Here at Ananda, it is everyone’s daily practice to center their awareness at those higher realms of existence. In those strata, the disappointing negating hands of dualistic world maya have no reign. Many tens of these souls have been doing this for 40-50 years. Because they’ve aspired to release the ego limitations and to become centered in God at all times, they emanate Godly perfection in every aspect of their being and what they do, from mundane worldly stuff to the divine. There is no being impressed today with something and getting turned off tomorrow with another. It is inspiration, all the time. (Of course, everyone here is aspiring to this and reflects this to varying degrees. But sincerity and aspiration is alive in everyone.)
I am surrounded here by many many souls, which simply uplift me by “osmosis” and vibration alone. Who needs words?
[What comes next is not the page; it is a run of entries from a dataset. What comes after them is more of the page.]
//! Ordered per-memory ingest pipeline: classify, embed, vector-index
//! enqueue, optional graph update, encrypt, blob put, and finally publish a
//! memory record — with partial-failure handling and a batch mode.

mod execution;
mod extraction;
mod orchestrator;

pub use execution::{ExecutionRecord, PipelineStep, StepExecution, StepStatus};
pub use extraction::{IGraphExtractor, NoopExtractor};
pub use orchestrator::PipelineOrchestrator;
For that I am forever thankful to my beloved Swamiji, who gave me and countless others this immortal gift of the world brotherhood colonies—spiritual communities of “plain living and high thinking.”
My Master, Yogananda, says that the purpose of life is “to become educated and entertained.” I suppose the answer I received had more to do with the first part, to get my next level “education” here at Ananda. Though, anyone having the experience of visiting here, knows that we get plenty of “entertainment” as well!